The writer responded with a cautious affirmative. Traffic-jammed or not, the Feck-Monster was still yanking the writer's chain - and that of his PA, Alison Farthing, who was always too busy to leave at least a blank line between a message and her name, and much too busy either to add her undecimalized surname or compose a signature file.

You Have 1 New Message

The OK button received further attention.

We have some German visitors today. You're tasked with showing one of them around. Eta 10:30.
Alison p.p. Pierson Day

The writer knew that he had been given this job for two reasons. Number One: Pierson Day was xenophobic - well, no, he didn't fear foreigners, he was just deeply suspicious of everyone from beyond his immediate horizon. And Number Two: the visitor was either not female or female but unattractive.
    The writer devoted his full attention to his work station and his assignments, knowing that however long he spent showing the visitor around, he would be expected to make up the lost time before the end of the day. Despite distractions, the presses had to roll or no bugger would get paid.

Herr Proxus turned out to be much the same age as the writer - mid rather than early thirties - and his size and shape were also similar. He was no Helmut Kohl-impersonator; not without being rolled up in a duvet as padding. Proxus was there as a ticket-booker and bag-toter for his boss. He needed something to do which would keep him out of mischief while his boss did important boss-things with the bosses at the Sentinel & Advertiser.
   Naturally, letting him wander off on his own for a while, unsupervised, was totally out of the question.
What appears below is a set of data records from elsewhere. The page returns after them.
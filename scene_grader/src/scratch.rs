//! The private copy of a submission: layout checks, preparation, build and removal.

use log::{debug, error, info, warn};
use std::{
    env, fs, io,
    path::{Path, PathBuf},
    process::Command,
};
use uuid::Uuid;
use walkdir::WalkDir;

use crate::config::Config;
use crate::error::{GraderError, Result};
use crate::grader::os_interface::ExecutableArtifact;
use crate::store::assignment;

/// Changes the process working directory until dropped, then restores the previous one.
pub struct ScopedWorkdir {
    previous: PathBuf,
}

impl ScopedWorkdir {
    pub fn enter(dir: &Path) -> io::Result<Self> {
        let previous = env::current_dir()?;
        env::set_current_dir(dir)?;
        debug!("entered '{}'", dir.display());
        Ok(Self { previous })
    }
}

impl Drop for ScopedWorkdir {
    fn drop(&mut self) {
        if let Err(err) = env::set_current_dir(&self.previous) {
            error!("could not return to '{}': {err}", self.previous.display());
        }
    }
}

/// A raw submission must contain both the code folder and the creative folder.
pub fn check_original_folder(original: &Path, config: &Config) -> Result<()> {
    if !original.is_dir() {
        return Err(GraderError::MissingFolder(original.to_path_buf()));
    }
    for required in [&config.code_dir, &config.creative_dir] {
        if !original.join(required).is_dir() {
            return Err(GraderError::MissingSubfolder(required.clone()));
        }
    }
    Ok(())
}

/// `<submissions>/t<theme>m<milestone>/<uni>-<name>-<uuid>/`, absolute. Parents are created,
/// the folder itself is not.
pub fn submission_folder_path(
    config: &Config,
    assignment: &assignment::Model,
    uni: &str,
) -> Result<PathBuf> {
    let parent = config
        .submissions_dir
        .join(format!("t{}m{}", assignment.theme, assignment.milestone));
    fs::create_dir_all(&parent)?;
    let parent = fs::canonicalize(parent)?;
    Ok(parent.join(format!("{uni}-{}-{}", assignment.name(), Uuid::new_v4())))
}

/// Copies everything under `src` into `dst`, creating directories as needed.
pub fn copy_tree(src: &Path, dst: &Path) -> Result<()> {
    for entry in WalkDir::new(src) {
        let entry = entry.map_err(|source| GraderError::Walk {
            path: src.to_path_buf(),
            source,
        })?;
        let relative = entry
            .path()
            .strip_prefix(src)
            .map_err(|e| GraderError::Io(io::Error::other(e)))?;
        let target = dst.join(relative);
        if entry.file_type().is_dir() {
            fs::create_dir_all(&target)?;
        } else {
            if let Some(parent) = target.parent() {
                fs::create_dir_all(parent)?;
            }
            fs::copy(entry.path(), &target)?;
        }
    }
    Ok(())
}

/// Template first, then the student's code and creative folders on top of it.
pub fn prepare_submission_folder(
    original: &Path,
    folder: &Path,
    assignment: &assignment::Model,
    config: &Config,
) -> Result<()> {
    let template = Path::new(&assignment.template_path);
    if !template.is_dir() {
        return Err(GraderError::MissingTemplate(template.to_path_buf()));
    }
    info!("preparing '{}'", folder.display());
    copy_tree(template, folder)?;
    for sub in [&config.code_dir, &config.creative_dir] {
        copy_tree(&original.join(sub), &folder.join(sub))?;
    }
    Ok(())
}

fn run_build_step(line: &str) -> Result<bool> {
    let parts = shlex::split(line).ok_or_else(|| GraderError::InvalidCommand(line.to_string()))?;
    let Some((program, args)) = parts.split_first() else {
        return Err(GraderError::InvalidCommand(line.to_string()));
    };
    debug!("running build step '{line}'");
    let status = Command::new(program).args(args).status()?;
    if !status.success() {
        warn!("build step '{line}' exited with {status}");
    }
    Ok(status.success())
}

/// Configures and builds inside `<folder>/build/` and returns the produced binary.
pub fn compile_submission(folder: &Path, config: &Config) -> Result<ExecutableArtifact> {
    let build_dir = folder.join("build");
    if !build_dir.exists() {
        fs::create_dir_all(&build_dir)?;
    }
    if !build_dir.is_dir() {
        return Err(GraderError::MissingBuildDirectory);
    }

    let _workdir = ScopedWorkdir::enter(&build_dir)?;
    for step in [&config.configure_command, &config.build_command] {
        if !run_build_step(step)? {
            return Err(GraderError::BuildFailed);
        }
    }

    let binary = build_dir.join(&config.binary_path);
    let name = binary
        .file_name()
        .map(|n| n.to_string_lossy().into_owned())
        .unwrap_or_default();
    ExecutableArtifact::build(name, &binary).map_err(|err| {
        debug!("{err}");
        GraderError::MissingBinary(binary.clone())
    })
}

/// Removes the scratch copy. A folder that is already gone is not an error.
pub fn remove_submission_folder(folder: &Path) -> io::Result<()> {
    match fs::remove_dir_all(folder) {
        Err(err) if err.kind() != io::ErrorKind::NotFound => Err(err),
        _ => Ok(()),
    }
}
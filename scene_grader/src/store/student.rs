use sea_orm::Set;
use sea_orm::entity::prelude::*;

use super::submission;

#[derive(Clone, Debug, PartialEq, Eq, DeriveEntityModel)]
#[sea_orm(table_name = "students")]
pub struct Model {
    #[sea_orm(primary_key)]
    pub id: i32,
    /// University id, e.g. `abc123`.
    #[sea_orm(unique)]
    pub uni: String,
}

#[derive(Copy, Clone, Debug, EnumIter, DeriveRelation)]
pub enum Relation {
    #[sea_orm(has_many = "super::submission::Entity")]
    Submissions,
}

impl Related<super::submission::Entity> for Entity {
    fn to() -> RelationDef {
        Relation::Submissions.def()
    }
}

impl ActiveModelBehavior for ActiveModel {}

impl Model {
    /// Grade of the most recent submission on `assignment_id`.
    ///
    /// `None` if the student never submitted it, or if that submission attempted no scene.
    pub async fn grade_on<C>(&self, db: &C, assignment_id: i32) -> Result<Option<f64>, DbErr>
    where
        C: ConnectionTrait,
    {
        match submission::latest_for(db, self.id, assignment_id).await? {
            Some(latest) => Ok(latest.score(db).await?.grade()),
            None => Ok(None),
        }
    }
}

pub async fn find_by_uni<C: ConnectionTrait>(db: &C, uni: &str) -> Result<Option<Model>, DbErr> {
    Entity::find().filter(Column::Uni.eq(uni)).one(db).await
}

pub async fn create<C: ConnectionTrait>(db: &C, uni: &str) -> Result<Model, DbErr> {
    ActiveModel {
        uni: Set(uni.to_string()),
        ..Default::default()
    }
    .insert(db)
    .await
}

/// The student with `uni`, created when missing. The flag is `true` for a new student.
pub async fn find_or_create<C: ConnectionTrait>(
    db: &C,
    uni: &str,
) -> Result<(Model, bool), DbErr> {
    match find_by_uni(db, uni).await? {
        Some(found) => Ok((found, false)),
        None => Ok((create(db, uni).await?, true)),
    }
}

#[cfg(test)]
mod tests {
    use super::*;
    use crate::store::connect_in_memory;

    #[tokio::test]
    async fn should_find_created_student() {
        let db = connect_in_memory().await.unwrap();
        assert!(find_by_uni(&db, "abc123").await.unwrap().is_none());

        let created = create(&db, "abc123").await.unwrap();
        let found = find_by_uni(&db, "abc123").await.unwrap();
        assert_eq!(found, Some(created));
    }

    #[tokio::test]
    async fn should_create_only_once() {
        let db = connect_in_memory().await.unwrap();
        let (first, created) = find_or_create(&db, "abc123").await.unwrap();
        assert!(created);
        let (second, created) = find_or_create(&db, "abc123").await.unwrap();
        assert!(!created);
        assert_eq!(first, second);
    }

    #[tokio::test]
    async fn should_reject_duplicate_uni() {
        let db = connect_in_memory().await.unwrap();
        create(&db, "abc123").await.unwrap();
        assert!(create(&db, "abc123").await.is_err());
    }

    #[tokio::test]
    async fn should_have_no_grade_without_submission() {
        let db = connect_in_memory().await.unwrap();
        let student = create(&db, "abc123").await.unwrap();
        assert_eq!(student.grade_on(&db, 42).await.unwrap(), None);
    }
}
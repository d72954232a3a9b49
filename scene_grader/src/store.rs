//! SQLite-backed bookkeeping: assignments, their asset directories, students, submissions and
//! the per-scene runs of each submission.
//!
//! Every function takes the connection explicitly, so the same code runs against a
//! `DatabaseConnection` or inside a `DatabaseTransaction`.

pub mod asset_directory;
pub mod assignment;
pub mod migrations;
pub mod student;
pub mod submission;
pub mod test_run;

use log::debug;
use sea_orm::{Database, DatabaseConnection, DbErr};
use sea_orm_migration::MigratorTrait;
use std::path::Path;

use migrations::Migrator;

/// Opens (creating if needed) the database file at `path` and brings the schema up to date.
pub async fn connect(path: &Path) -> Result<DatabaseConnection, DbErr> {
    if let Some(parent) = path.parent()
        && !parent.as_os_str().is_empty()
    {
        std::fs::create_dir_all(parent).map_err(|e| DbErr::Custom(e.to_string()))?;
    }
    let url = format!("sqlite://{}?mode=rwc", path.display());
    debug!("connecting to {url}");
    let db = Database::connect(&url).await?;
    Migrator::up(&db, None).await?;
    Ok(db)
}

/// A private in-memory store with the full schema.
pub async fn connect_in_memory() -> Result<DatabaseConnection, DbErr> {
    let db = Database::connect("sqlite::memory:").await?;
    Migrator::up(&db, None).await?;
    Ok(db)
}
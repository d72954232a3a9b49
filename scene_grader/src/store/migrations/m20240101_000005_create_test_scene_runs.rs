use sea_orm_migration::prelude::*;

pub struct Migration;

impl MigrationName for Migration {
    fn name(&self) -> &str {
        "m20240101_000005_create_test_scene_runs"
    }
}

#[async_trait::async_trait]
impl MigrationTrait for Migration {
    async fn up(&self, manager: &SchemaManager) -> Result<(), DbErr> {
        manager
            .create_table(
                Table::create()
                    .table(Alias::new("test_scene_runs"))
                    .if_not_exists()
                    .col(
                        ColumnDef::new(Alias::new("id"))
                            .integer()
                            .not_null()
                            .auto_increment()
                            .primary_key(),
                    )
                    .col(
                        ColumnDef::new(Alias::new("submission_id"))
                            .integer()
                            .not_null(),
                    )
                    .col(ColumnDef::new(Alias::new("scene_path")).string().not_null())
                    .col(
                        ColumnDef::new(Alias::new("verdict"))
                            .enumeration(
                                Alias::new("verdict_enum"),
                                vec![
                                    Alias::new("pass"),
                                    Alias::new("fail"),
                                    Alias::new("indeterminate"),
                                ],
                            )
                            .not_null(),
                    )
                    .col(
                        ColumnDef::new(Alias::new("run_time"))
                            .timestamp_with_time_zone()
                            .not_null()
                            .default(Expr::cust("CURRENT_TIMESTAMP")),
                    )
                    .foreign_key(
                        ForeignKey::create()
                            .from(Alias::new("test_scene_runs"), Alias::new("submission_id"))
                            .to(Alias::new("submissions"), Alias::new("id"))
                            .on_delete(ForeignKeyAction::Cascade),
                    )
                    .to_owned(),
            )
            .await
    }

    async fn down(&self, manager: &SchemaManager) -> Result<(), DbErr> {
        manager
            .drop_table(
                Table::drop()
                    .table(Alias::new("test_scene_runs"))
                    .to_owned(),
            )
            .await
    }
}
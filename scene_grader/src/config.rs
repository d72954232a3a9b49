//! Runtime settings of the grader.
//!
//! A [`Config`] is built once by the binary and handed down by reference; nothing in the
//! library reads the environment on its own.

use chrono::Duration;
use log::warn;
use std::{collections::HashMap, env, path::PathBuf};

/// Deliverable number reserved for the creative scene.
pub const DEFAULT_CREATIVE_DELIVERABLE: i32 = 3;
/// Hours after the due date during which a submission is still accepted.
pub const DEFAULT_LATE_WINDOW_HOURS: i64 = 10;

const PREFIX: &str = "GRADER_";

#[derive(Debug, Clone, PartialEq)]
pub struct Config {
    pub database_path: PathBuf,
    /// Parent of every scratch copy made for a submission.
    pub submissions_dir: PathBuf,
    /// Where executor output and residual files are written.
    pub work_dir: PathBuf,
    pub late_window: Duration,
    pub creative_deliverable: i32,
    pub scene_extension: String,
    pub movie_extensions: Vec<String>,
    /// Required top-level folder holding the graded code.
    pub code_dir: String,
    /// Required top-level folder holding the creative scene and its movie.
    pub creative_dir: String,
    /// Location of the compiled submission, relative to `build/`.
    pub binary_path: PathBuf,
    pub configure_command: String,
    pub build_command: String,
    pub asset_root: PathBuf,
    pub hidden_asset_root: PathBuf,
    pub log_level: String,
    pub log_file: Option<PathBuf>,
}

impl Default for Config {
    fn default() -> Self {
        Self {
            database_path: PathBuf::from("./testgrade.db"),
            submissions_dir: PathBuf::from("./submissions"),
            work_dir: PathBuf::from("."),
            late_window: Duration::hours(DEFAULT_LATE_WINDOW_HOURS),
            creative_deliverable: DEFAULT_CREATIVE_DELIVERABLE,
            scene_extension: ".xml".to_string(),
            movie_extensions: [".mpeg", ".mpg", ".mov", ".mkv", ".avi", ".mp4"]
                .iter()
                .map(|e| e.to_string())
                .collect(),
            code_dir: "FOSSSim".to_string(),
            creative_dir: "Creative".to_string(),
            binary_path: PathBuf::from("FOSSSim/FOSSSim"),
            configure_command: "cmake -DCMAKE_BUILD_TYPE=Release ..".to_string(),
            build_command: "make -j".to_string(),
            asset_root: PathBuf::from("/home/cs4167/assets"),
            hidden_asset_root: PathBuf::from("/home/cs4167/grading/hiddenassets"),
            log_level: "warn".to_string(),
            log_file: None,
        }
    }
}

impl Config {
    /// Loads `.env` (if any) and applies every `GRADER_*` variable on top of the defaults.
    pub fn from_env() -> Self {
        dotenvy::dotenv().ok();
        Self::from_vars(env::vars())
    }

    pub fn from_vars<I>(vars: I) -> Self
    where
        I: IntoIterator<Item = (String, String)>,
    {
        let vars: HashMap<String, String> = vars
            .into_iter()
            .filter_map(|(k, v)| k.strip_prefix(PREFIX).map(|k| (k.to_string(), v)))
            .collect();
        let mut config = Self::default();

        if let Some(v) = vars.get("DATABASE") {
            config.database_path = PathBuf::from(v);
        }
        if let Some(v) = vars.get("SUBMISSIONS_DIR") {
            config.submissions_dir = PathBuf::from(v);
        }
        if let Some(v) = vars.get("WORK_DIR") {
            config.work_dir = PathBuf::from(v);
        }
        if let Some(hours) = parse_var::<i64>(&vars, "LATE_WINDOW_HOURS") {
            config.late_window = Duration::hours(hours);
        }
        if let Some(n) = parse_var::<i32>(&vars, "CREATIVE_DELIVERABLE") {
            config.creative_deliverable = n;
        }
        if let Some(v) = vars.get("SCENE_EXTENSION") {
            config.scene_extension = v.clone();
        }
        if let Some(v) = vars.get("CONFIGURE_COMMAND") {
            config.configure_command = v.clone();
        }
        if let Some(v) = vars.get("BUILD_COMMAND") {
            config.build_command = v.clone();
        }
        if let Some(v) = vars.get("BINARY_PATH") {
            config.binary_path = PathBuf::from(v);
        }
        if let Some(v) = vars.get("ASSET_ROOT") {
            config.asset_root = PathBuf::from(v);
        }
        if let Some(v) = vars.get("HIDDEN_ASSET_ROOT") {
            config.hidden_asset_root = PathBuf::from(v);
        }
        if let Some(v) = vars.get("LOG_LEVEL") {
            config.log_level = v.clone();
        }
        if let Some(v) = vars.get("LOG_FILE") {
            config.log_file = Some(PathBuf::from(v));
        }
        config
    }

    /// Default directory of visible scenes for one deliverable of a theme/milestone.
    pub fn asset_directory(&self, theme: i32, milestone: i32, deliverable: i32) -> String {
        asset_path(&self.asset_root, theme, milestone, deliverable)
    }

    pub fn hidden_asset_directory(&self, theme: i32, milestone: i32, deliverable: i32) -> String {
        asset_path(&self.hidden_asset_root, theme, milestone, deliverable)
    }
}

fn asset_path(root: &std::path::Path, theme: i32, milestone: i32, deliverable: i32) -> String {
    format!(
        "{}/t{theme}m{milestone}/Deliverable{deliverable}/",
        root.display().to_string().trim_end_matches('/')
    )
}

fn parse_var<T: std::str::FromStr>(vars: &HashMap<String, String>, key: &str) -> Option<T> {
    let raw = vars.get(key)?;
    match raw.trim().parse() {
        Ok(v) => Some(v),
        Err(_) => {
            warn!("ignoring {PREFIX}{key}='{raw}': not a valid number");
            None
        }
    }
}

#[cfg(test)]
mod tests {
    use super::*;

    fn vars(pairs: &[(&str, &str)]) -> Vec<(String, String)> {
        pairs
            .iter()
            .map(|(k, v)| (k.to_string(), v.to_string()))
            .collect()
    }

    #[test]
    fn should_use_documented_defaults() {
        let config = Config::from_vars(vec![]);
        assert_eq!(config, Config::default());
        assert_eq!(config.late_window, Duration::hours(10));
        assert_eq!(config.creative_deliverable, 3);
        assert_eq!(config.scene_extension, ".xml");
    }

    #[test]
    fn should_override_from_prefixed_vars() {
        let config = Config::from_vars(vars(&[
            ("GRADER_DATABASE", "/tmp/grades.db"),
            ("GRADER_LATE_WINDOW_HOURS", "24"),
            ("GRADER_BUILD_COMMAND", "ninja"),
            ("DATABASE", "ignored"),
        ]));
        assert_eq!(config.database_path, PathBuf::from("/tmp/grades.db"));
        assert_eq!(config.late_window, Duration::hours(24));
        assert_eq!(config.build_command, "ninja");
    }

    #[test_log::test]
    fn should_keep_default_on_invalid_number() {
        let config = Config::from_vars(vars(&[("GRADER_CREATIVE_DELIVERABLE", "three")]));
        assert_eq!(config.creative_deliverable, DEFAULT_CREATIVE_DELIVERABLE);
    }

    #[test]
    fn should_format_default_asset_paths() {
        let config = Config::default();
        assert_eq!(
            config.asset_directory(2, 1, 1),
            "/home/cs4167/assets/t2m1/Deliverable1/"
        );
        assert_eq!(
            config.hidden_asset_directory(2, 1, 2),
            "/home/cs4167/grading/hiddenassets/t2m1/Deliverable2/"
        );
    }
}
The writer gave Proxus the three-dollar tour of the newsroom and the pressroom.
   "Have you been to Germany recently?" Proxus asked when the writer began to struggle for things to say and places to show to a visitor.
   The writer knew that if he ventured into the realm of Sentinel TV, which shared the massive building with its business partner the Sentinel & Advertiser, he ran the risk of becoming embarrassingly lost.
   "Not for ages," the writer admitted. "Why, has my German gone off?"
   "No, your German is excellent. It's just that you don't speak Denglisch."
   "Is that really as bad as Franglais, these days? You see a lot of English words in German-language papers and literature, but at a conversational level?"
   "Some people say they might as well print the other half of the newspapers in English. And they might as well drop German language classes from the schools and just teach everyone English. A lot of people blame the Internet."
    "What, all the best porn sites are in English?"
    "Something like that," laughed the German. "My grandmother would love to speak to you. She reckons it's almost impossible to find someone of our generation who can still speak proper German."
    The writer shuddered at the thought of the Feck-Monster being able to run riot in a German newsroom without having to go on a language course. "Of course, a lot of it's really Damerikanisch rather than actual Denglisch."
    The German nodded. "This is, in fact, true."
    The writer sensed that Herr Proxus had uttered a quotation which had become a cliché but he had no idea as to the source. An opportune message on his pager told him to return his charge to the custody of the German boss and consigned the writer back to his work station.

Gebranntes Kind scheut das Feuer. But sometimes, the kid doesn't wait around to get burned. Sometimes, it makes a lot of sense to be far distant when the fire is started.
    And that concludes my Philosophy For Today message.